# Problem
With both ends included, transcribe exactly the records below from their first line to the line that contains "const NAME_MIN_CHARS: usize = 2;".
━━━ Extracted material ━━━
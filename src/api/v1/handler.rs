use super::error::*;
use crate::application_port::{CreateUser, GetUser};
use crate::domain_model::{User, UserId};
use chrono::Utc;
use serde::{Deserialize, Serialize};
use std::sync::Arc;
use tracing::{Instrument, info_span};
use warp::reject;

const NAME_MIN_CHARS: usize = 2;
const NAME_MAX_CHARS: usize = 50;

#[derive(Debug, Serialize)]
pub struct ApiResponse<T> {
    pub success: bool,
    #[serde(skip_serializing_if = "Option::is_none")]
    pub message: Option<String>,
    #[serde(skip_serializing_if = "Option::is_none")]
    pub data: Option<T>,
    #[serde(skip_serializing_if = "Option::is_none")]
    pub error: Option<ApiError>,
    pub timestamp: i64,
}

impl<T: Serialize> ApiResponse<T> {
    pub fn ok(data: T, message: impl Into<String>) -> Self {
        ApiResponse {
            success: true,
            message: Some(message.into()),
            data: Some(data),
            error: None,
            timestamp: Utc::now().timestamp_millis(),
        }
    }

    pub fn err(code: &ApiErrorCode) -> Self {
        ApiResponse {
            success: false,
            message: Some(code.summary().to_string()),
            data: None,
            error: Some(ApiError {
                code: code.code(),
                detail: code.to_string(),
                field: code.field(),
            }),
            timestamp: Utc::now().timestamp_millis(),
        }
    }
}

#[derive(Debug, Deserialize)]
#[serde(rename_all = "camelCase")]
pub struct UserRequest {
    pub first_name: String,
    pub last_name: String,
}

impl UserRequest {
    fn check(&self) -> Result<(), ApiErrorCode> {
        check_name("firstName", &self.first_name)?;
        check_name("lastName", &self.last_name)?;
        Ok(())
    }

    fn into_domain(self) -> User {
        User::new(self.first_name, self.last_name)
    }
}

fn check_name(field: &'static str, value: &str) -> Result<(), ApiErrorCode> {
    if value.trim().is_empty() {
        return Err(ApiErrorCode::InvalidArgument {
            field: Some(field),
            detail: format!("{field} must not be blank"),
        });
    }

    let len = value.chars().count();
    if !(NAME_MIN_CHARS..=NAME_MAX_CHARS).contains(&len) {
        return Err(ApiErrorCode::InvalidArgument {
            field: Some(field),
            detail: format!(
                "{field} must be between {NAME_MIN_CHARS} and {NAME_MAX_CHARS} characters"
            ),
        });
    }

    Ok(())
}

#[derive(Debug, Serialize)]
#[serde(rename_all = "camelCase")]
pub struct UserResponse {
    pub id: Option<UserId>,
    pub first_name: String,
    pub last_name: String,
}

impl From<User> for UserResponse {
    fn from(user: User) -> Self {
        UserResponse {
            id: user.id(),
            first_name: user.first_name().to_string(),
            last_name: user.last_name().to_string(),
        }
    }
}

fn request_id() -> String {
    nanoid::nanoid!(12)
}

pub async fn create_user(
    body: UserRequest,
    create_user: Arc<dyn CreateUser>,
) -> Result<impl warp::Reply, warp::Rejection> {
    let span = info_span!("create_user", request_id = %request_id());

    async move {
        body.check().map_err(reject::custom)?;

        let created = create_user
            .create_user(body.into_domain())
            .await
            .map_err(ApiErrorCode::from)
            .map_err(reject::custom)?;

        let response = ApiResponse::ok(UserResponse::from(created), "User created");
        Ok::<_, warp::Rejection>(warp::reply::json(&response))
    }
    .instrument(span)
    .await
}

pub async fn get_user(
    id: UserId,
    get_user: Arc<dyn GetUser>,
) -> Result<impl warp::Reply, warp::Rejection> {
    let span = info_span!("get_user", request_id = %request_id(), %id);

    async move {
        let user = get_user
            .find_by_id(id)
            .await
            .map_err(ApiErrorCode::from)
            .map_err(reject::custom)?
            .ok_or_else(|| reject::custom(ApiErrorCode::UserNotFound(id)))?;

        let response = ApiResponse::ok(UserResponse::from(user), "User found");
        Ok::<_, warp::Rejection>(warp::reply::json(&response))
    }
    .instrument(span)
    .await
}
use crate::domain_model::*;
use crate::domain_port::PersistenceError;

#[derive(Debug, thiserror::Error)]
pub enum UserError {
    #[error("user already has id {0}")]
    IdAlreadyAssigned(UserId),
    #[error("validation failed: {0}")]
    Validation(String),
    #[error(transparent)]
    Persistence(#[from] PersistenceError),
}

#[async_trait::async_trait]
pub trait CreateUser: Send + Sync {
    /// Stores a new user. `user.id()` must be `None`.
    async fn create_user(&self, user: User) -> Result<User, UserError>;
}

#[async_trait::async_trait]
pub trait GetUser: Send + Sync {
    /// `Ok(None)` when no user has this id; turning that into "not found" is
    /// up to the caller.
    async fn find_by_id(&self, id: UserId) -> Result<Option<User>, UserError>;
}
mod user_persistence;

pub use user_persistence::*;
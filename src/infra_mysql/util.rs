use sqlx::mysql::{MySqlDatabaseError, MySqlPool, MySqlPoolOptions};
use std::time::Duration;

pub async fn connect_pool(url: &str, max_connections: u32) -> Result<MySqlPool, sqlx::Error> {
    MySqlPoolOptions::new()
        .max_connections(max_connections)
        .acquire_timeout(Duration::from_secs(5))
        .connect(url)
        .await
}

pub fn is_dup_key(err: &sqlx::Error) -> bool {
    if let sqlx::Error::Database(db) = err {
        if let Some(mysql_err) = db.try_downcast_ref::<MySqlDatabaseError>() {
            return mysql_err.number() == 1062; // ER_DUP_ENTRY
        }
    }

    false
}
━━━
# Answer space
filename src/api/v1/handler.rs
use super::error::*;
use crate::application_port::{CreateUser, GetUser};
use crate::domain_model::{User, UserId};
use chrono::Utc;
use serde::{Deserialize, Serialize};
use std::sync::Arc;
use tracing::{Instrument, info_span};
use warp::reject;

const NAME_MIN_CHARS: usize = 2;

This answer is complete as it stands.